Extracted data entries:
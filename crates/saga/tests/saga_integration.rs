//! Integration tests for the reconciliation saga.

use std::sync::Arc;
use std::time::Duration;

use chrono::{TimeZone, Utc};
use common::{AuthContext, ConsumptionId, ItemId, LotId, MealId, UserId};
use domain::{ConsumptionDraft, DomainError, InventoryLot, Meal, MealType};
use ledger::{ConsumptionLedger, InMemoryLedger, LedgerError, MealStore};
use saga::{
    CircuitBreaker, CircuitBreakerConfig, GuardedInventory, InMemoryInventory, InventoryError,
    ManualClock, ReconciliationSaga, SagaContext, SagaError, SagaStep,
};

type TestSaga = ReconciliationSaga<InMemoryLedger, InMemoryInventory>;

struct TestHarness {
    saga: TestSaga,
    ledger: InMemoryLedger,
    inventory: InMemoryInventory,
    meal_id: MealId,
    item_id: ItemId,
    lot: InventoryLot,
}

impl TestHarness {
    /// A meal and a lot of 10 units priced 20 in total (2 per unit).
    async fn new() -> Self {
        let ledger = InMemoryLedger::new();
        let inventory = InMemoryInventory::new();
        let meal = Meal::new(
            UserId::new("user-1"),
            "Lunch",
            MealType::Lunch,
            Utc.with_ymd_and_hms(2024, 3, 1, 12, 0, 0).unwrap(),
        );
        ledger.save_meal(&meal).await.unwrap();
        let (item_id, lot) = inventory.stock_lot(10.0, 10.0, 20.0);

        Self {
            saga: ReconciliationSaga::new(ledger.clone(), inventory.clone()),
            ledger,
            inventory,
            meal_id: meal.id,
            item_id,
            lot,
        }
    }

    fn ctx(&self) -> SagaContext {
        SagaContext::new(AuthContext::Bearer("token".to_string()))
    }

    fn draft(&self, quantity: f64) -> ConsumptionDraft {
        ConsumptionDraft::new("Rice", quantity, "cup").linked_to(self.item_id, self.lot.id)
    }

    fn available(&self) -> f64 {
        self.inventory.available(self.lot.id).unwrap()
    }
}

#[tokio::test]
async fn test_create_update_delete_scenario() {
    let h = TestHarness::new().await;

    let created = h.saga.create(h.meal_id, h.draft(3.0), &h.ctx()).await.unwrap();
    assert_eq!(h.available(), 7.0);
    assert_eq!(created.cost, 6.0);
    assert_eq!(h.ledger.get(created.id).await.unwrap(), created);

    let updated = h
        .saga
        .update(h.meal_id, h.draft(5.0).with_id(created.id), &h.ctx())
        .await
        .unwrap();
    assert_eq!(h.available(), 5.0);
    assert_eq!(updated.cost, 10.0);
    assert_eq!(h.ledger.get(created.id).await.unwrap().quantity_used, 5.0);

    let deleted = h.saga.delete(h.meal_id, created.id, &h.ctx()).await.unwrap();
    assert_eq!(deleted.quantity_used, 5.0);
    assert_eq!(h.available(), 10.0);
    assert!(h.ledger.get(created.id).await.unwrap_err().is_not_found());
}

#[tokio::test]
async fn test_update_decrease_returns_stock() {
    let h = TestHarness::new().await;
    let created = h.saga.create(h.meal_id, h.draft(6.0), &h.ctx()).await.unwrap();

    h.saga
        .update(h.meal_id, h.draft(2.0).with_id(created.id), &h.ctx())
        .await
        .unwrap();

    assert_eq!(h.available(), 8.0);
}

#[tokio::test]
async fn test_unlinked_records_never_call_inventory() {
    let h = TestHarness::new().await;
    let draft = ConsumptionDraft::new("Homemade bread", 2.0, "slice").with_cost(1.5);

    let created = h.saga.create(h.meal_id, draft.clone(), &h.ctx()).await.unwrap();
    assert_eq!(created.cost, 1.5);
    assert!(!created.is_linked());

    h.saga
        .update(h.meal_id, draft.with_id(created.id).with_quantity(3.0, 3.0), &h.ctx())
        .await
        .unwrap();
    h.saga.delete(h.meal_id, created.id, &h.ctx()).await.unwrap();

    assert_eq!(h.inventory.total_calls(), 0);
    assert_eq!(h.ledger.record_count().await, 0);
}

#[tokio::test]
async fn test_half_linked_record_is_unlinked() {
    let h = TestHarness::new().await;
    let mut draft = ConsumptionDraft::new("Soup", 1.0, "bowl");
    draft.item_id = Some(h.item_id);

    let created = h.saga.create(h.meal_id, draft, &h.ctx()).await.unwrap();

    assert_eq!(created.cost, 0.0);
    assert_eq!(h.inventory.total_calls(), 0);
}

#[tokio::test]
async fn test_remote_failure_aborts_before_local_write() {
    let h = TestHarness::new().await;
    h.inventory
        .fail_next_apply(InventoryError::RemoteRejected("insufficient stock".into()));

    let err = h.saga.create(h.meal_id, h.draft(3.0), &h.ctx()).await.unwrap_err();

    assert!(matches!(
        err,
        SagaError::Inventory {
            step: SagaStep::ApplyRemote,
            source: InventoryError::RemoteRejected(_)
        }
    ));
    assert_eq!(h.ledger.record_count().await, 0);
    assert_eq!(h.available(), 10.0);
}

#[tokio::test]
async fn test_missing_lot_is_not_found() {
    let h = TestHarness::new().await;
    let draft = ConsumptionDraft::new("Rice", 1.0, "cup").linked_to(h.item_id, LotId::new());

    let err = h.saga.create(h.meal_id, draft, &h.ctx()).await.unwrap_err();

    assert!(err.is_not_found());
    assert_eq!(err.step(), Some(SagaStep::FetchLot));
    assert_eq!(h.inventory.apply_calls(), 0);
}

#[tokio::test]
async fn test_local_create_failure_is_compensated() {
    let h = TestHarness::new().await;
    h.ledger.set_fail_on_create(true).await;

    let err = h.saga.create(h.meal_id, h.draft(3.0), &h.ctx()).await.unwrap_err();

    assert!(matches!(
        err,
        SagaError::Ledger {
            step: SagaStep::WriteLocal,
            source: LedgerError::Unavailable(_)
        }
    ));
    assert_eq!(h.available(), 10.0);
    assert_eq!(h.inventory.apply_calls(), 2);
    assert_eq!(h.ledger.record_count().await, 0);
}

#[tokio::test]
async fn test_local_update_failure_is_compensated() {
    let h = TestHarness::new().await;
    let created = h.saga.create(h.meal_id, h.draft(3.0), &h.ctx()).await.unwrap();
    h.ledger.set_fail_on_update(true).await;

    let err = h
        .saga
        .update(h.meal_id, h.draft(5.0).with_id(created.id), &h.ctx())
        .await
        .unwrap_err();

    assert_eq!(err.step(), Some(SagaStep::WriteLocal));
    assert_eq!(h.available(), 7.0);
    assert_eq!(h.ledger.get(created.id).await.unwrap().quantity_used, 3.0);
}

#[tokio::test]
async fn test_local_delete_failure_is_compensated() {
    let h = TestHarness::new().await;
    let created = h.saga.create(h.meal_id, h.draft(4.0), &h.ctx()).await.unwrap();
    h.ledger.set_fail_on_delete(true).await;

    let err = h.saga.delete(h.meal_id, created.id, &h.ctx()).await.unwrap_err();

    assert!(matches!(err, SagaError::Ledger { .. }));
    assert_eq!(h.available(), 6.0);
    assert!(h.ledger.get(created.id).await.is_ok());
}

#[tokio::test]
async fn test_compensation_failure_is_reported_distinctly() {
    let h = TestHarness::new().await;
    h.ledger.set_fail_on_create(true).await;
    h.inventory
        .fail_applies_after(1, InventoryError::Network("connection reset".into()));

    let err = h.saga.create(h.meal_id, h.draft(3.0), &h.ctx()).await.unwrap_err();

    match err {
        SagaError::CompensationFailed {
            link,
            delta,
            original,
            source,
        } => {
            assert_eq!(link.lot_id, h.lot.id);
            assert_eq!(delta.amount(), 3.0);
            assert!(matches!(
                *original,
                SagaError::Ledger {
                    step: SagaStep::WriteLocal,
                    ..
                }
            ));
            assert!(matches!(source, InventoryError::Network(_)));
        }
        other => panic!("expected CompensationFailed, got {other:?}"),
    }
    // Remote stock is still decremented with no local record behind it.
    assert_eq!(h.available(), 7.0);
    assert_eq!(h.ledger.record_count().await, 0);
}

#[tokio::test]
async fn test_update_without_quantity_change_skips_remote_apply() {
    let h = TestHarness::new().await;
    let created = h.saga.create(h.meal_id, h.draft(3.0), &h.ctx()).await.unwrap();
    let applies = h.inventory.apply_calls();

    // The lot got more expensive since the record was created.
    let mut repriced = h.inventory.lot(h.lot.id).unwrap();
    repriced.price = 40.0;
    h.inventory.insert_lot(h.item_id, repriced);

    let updated = h
        .saga
        .update(
            h.meal_id,
            h.draft(3.0).with_id(created.id).with_kcal(120.0),
            &h.ctx(),
        )
        .await
        .unwrap();

    assert_eq!(h.inventory.apply_calls(), applies);
    assert_eq!(updated.cost, 12.0);
    assert_eq!(updated.kcal, 120.0);
    assert_eq!(h.available(), 7.0);
}

#[tokio::test]
async fn test_update_cannot_change_link() {
    let h = TestHarness::new().await;
    let created = h.saga.create(h.meal_id, h.draft(3.0), &h.ctx()).await.unwrap();
    let (other_item, other_lot) = h.inventory.stock_lot(5.0, 5.0, 5.0);
    let calls = h.inventory.total_calls();

    let relinked = ConsumptionDraft::new("Rice", 3.0, "cup")
        .linked_to(other_item, other_lot.id)
        .with_id(created.id);
    let err = h.saga.update(h.meal_id, relinked, &h.ctx()).await.unwrap_err();
    assert!(matches!(err, SagaError::Domain(DomainError::LinkChanged(id)) if id == created.id));

    let unlinked = ConsumptionDraft::new("Rice", 3.0, "cup").with_id(created.id);
    let err = h.saga.update(h.meal_id, unlinked, &h.ctx()).await.unwrap_err();
    assert!(matches!(err, SagaError::Domain(DomainError::LinkChanged(_))));

    assert_eq!(h.inventory.total_calls(), calls);
    assert_eq!(h.available(), 7.0);
}

#[tokio::test]
async fn test_update_cannot_link_an_unlinked_record() {
    let h = TestHarness::new().await;
    let plain = ConsumptionDraft::new("Rice", 3.0, "cup");
    let created = h.saga.create(h.meal_id, plain, &h.ctx()).await.unwrap();

    let linked = h.draft(3.0).with_id(created.id);
    let err = h.saga.update(h.meal_id, linked, &h.ctx()).await.unwrap_err();

    assert!(matches!(err, SagaError::Domain(DomainError::LinkChanged(id)) if id == created.id));
    assert_eq!(h.inventory.total_calls(), 0);
    assert_eq!(h.available(), 10.0);
    assert!(!h.ledger.get(created.id).await.unwrap().is_linked());
}

#[tokio::test]
async fn test_update_requires_id_and_existing_record() {
    let h = TestHarness::new().await;

    let err = h.saga.update(h.meal_id, h.draft(1.0), &h.ctx()).await.unwrap_err();
    assert!(matches!(err, SagaError::Domain(DomainError::MissingId)));

    let err = h
        .saga
        .update(h.meal_id, h.draft(1.0).with_id(ConsumptionId::new()), &h.ctx())
        .await
        .unwrap_err();
    assert!(err.is_not_found());
    assert_eq!(err.step(), Some(SagaStep::LoadPrevious));
    assert_eq!(h.inventory.total_calls(), 0);
}

#[tokio::test]
async fn test_records_are_scoped_to_their_meal() {
    let h = TestHarness::new().await;
    let created = h.saga.create(h.meal_id, h.draft(3.0), &h.ctx()).await.unwrap();
    let calls = h.inventory.total_calls();
    let other_meal = MealId::new();

    let err = h.saga.delete(other_meal, created.id, &h.ctx()).await.unwrap_err();
    assert!(err.is_not_found());

    let err = h
        .saga
        .update(other_meal, h.draft(1.0).with_id(created.id), &h.ctx())
        .await
        .unwrap_err();
    assert!(err.is_not_found());

    assert_eq!(h.inventory.total_calls(), calls);
    assert_eq!(h.available(), 7.0);
}

#[tokio::test]
async fn test_invalid_quantity_rejected_before_any_step() {
    let h = TestHarness::new().await;

    let err = h.saga.create(h.meal_id, h.draft(-1.0), &h.ctx()).await.unwrap_err();

    assert!(matches!(
        err,
        SagaError::Domain(DomainError::InvalidQuantity { .. })
    ));
    assert_eq!(h.inventory.total_calls(), 0);
}

#[tokio::test]
async fn test_unpriced_lot_aborts_before_remote_change() {
    let h = TestHarness::new().await;
    let (item_id, empty_lot) = h.inventory.stock_lot(0.0, 0.0, 10.0);
    let draft = ConsumptionDraft::new("Rice", 1.0, "cup").linked_to(item_id, empty_lot.id);

    let err = h.saga.create(h.meal_id, draft, &h.ctx()).await.unwrap_err();

    assert!(matches!(
        err,
        SagaError::Domain(DomainError::UnpricedLot { .. })
    ));
    assert_eq!(h.inventory.apply_calls(), 0);
}

#[tokio::test(start_paused = true)]
async fn test_deadline_during_fetch_cancels_without_changes() {
    let h = TestHarness::new().await;
    h.inventory.set_latency(Duration::from_millis(50));
    let ctx = h.ctx().with_timeout(Duration::from_millis(10));

    let err = h.saga.create(h.meal_id, h.draft(3.0), &ctx).await.unwrap_err();

    assert!(matches!(
        err,
        SagaError::Cancelled {
            step: SagaStep::FetchLot
        }
    ));
    assert_eq!(h.inventory.apply_calls(), 0);
    assert_eq!(h.available(), 10.0);
    assert_eq!(h.ledger.record_count().await, 0);
}

#[tokio::test(start_paused = true)]
async fn test_deadline_after_remote_apply_compensates() {
    let h = TestHarness::new().await;
    // The in-memory service answers without yielding, so both remote steps
    // finish; the expired deadline is then seen before the local write.
    let ctx = h.ctx().with_timeout(Duration::ZERO);

    let err = h.saga.create(h.meal_id, h.draft(3.0), &ctx).await.unwrap_err();

    assert!(matches!(
        err,
        SagaError::Cancelled {
            step: SagaStep::WriteLocal
        }
    ));
    assert_eq!(h.inventory.apply_calls(), 2);
    assert_eq!(h.available(), 10.0);
    assert_eq!(h.ledger.record_count().await, 0);
}

#[tokio::test]
async fn test_concurrent_creates_on_same_lot_are_serialised() {
    let h = TestHarness::new().await;
    h.inventory.set_latency(Duration::from_millis(10));
    let ctx = h.ctx();

    let (a, b) = tokio::join!(
        h.saga.create(h.meal_id, h.draft(3.0), &ctx),
        h.saga.create(h.meal_id, h.draft(3.0), &ctx),
    );
    a.unwrap();
    b.unwrap();

    assert_eq!(h.available(), 4.0);
    assert_eq!(h.ledger.record_count().await, 2);
}

#[tokio::test]
async fn test_open_breaker_fails_fast_without_remote_calls() {
    let ledger = InMemoryLedger::new();
    let inventory = InMemoryInventory::new();
    let meal = Meal::new(
        UserId::new("user-1"),
        "Dinner",
        MealType::Dinner,
        Utc.with_ymd_and_hms(2024, 3, 1, 19, 0, 0).unwrap(),
    );
    ledger.save_meal(&meal).await.unwrap();
    let (item_id, lot) = inventory.stock_lot(10.0, 10.0, 20.0);

    let clock = ManualClock::new();
    let breaker = Arc::new(CircuitBreaker::with_clock(
        CircuitBreakerConfig::new("grocery")
            .with_failure_threshold(2)
            .with_open_timeout(Duration::from_secs(5)),
        clock.clone(),
    ));
    let saga = ReconciliationSaga::new(
        ledger.clone(),
        GuardedInventory::new(inventory.clone(), breaker.clone()),
    );
    let ctx = SagaContext::new(AuthContext::User("user-1".to_string()));
    let draft = ConsumptionDraft::new("Rice", 1.0, "cup").linked_to(item_id, lot.id);

    inventory.set_unavailable(true);
    for _ in 0..2 {
        let err = saga.create(meal.id, draft.clone(), &ctx).await.unwrap_err();
        assert!(!err.is_circuit_open());
    }

    let err = saga.create(meal.id, draft.clone(), &ctx).await.unwrap_err();
    assert!(err.is_circuit_open());
    assert_eq!(inventory.total_calls(), 2);

    inventory.set_unavailable(false);
    clock.advance(Duration::from_secs(5));
    saga.create(meal.id, draft, &ctx).await.unwrap();

    assert_eq!(inventory.available(lot.id), Some(9.0));
    assert_eq!(ledger.record_count().await, 1);
}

- **INSTRUCTIONS FOR THE TASK**: Could you state how many lines of the records contain "ConsumptionDraft"? Give the number and nothing else.

- **ANSWER BELOW**: 11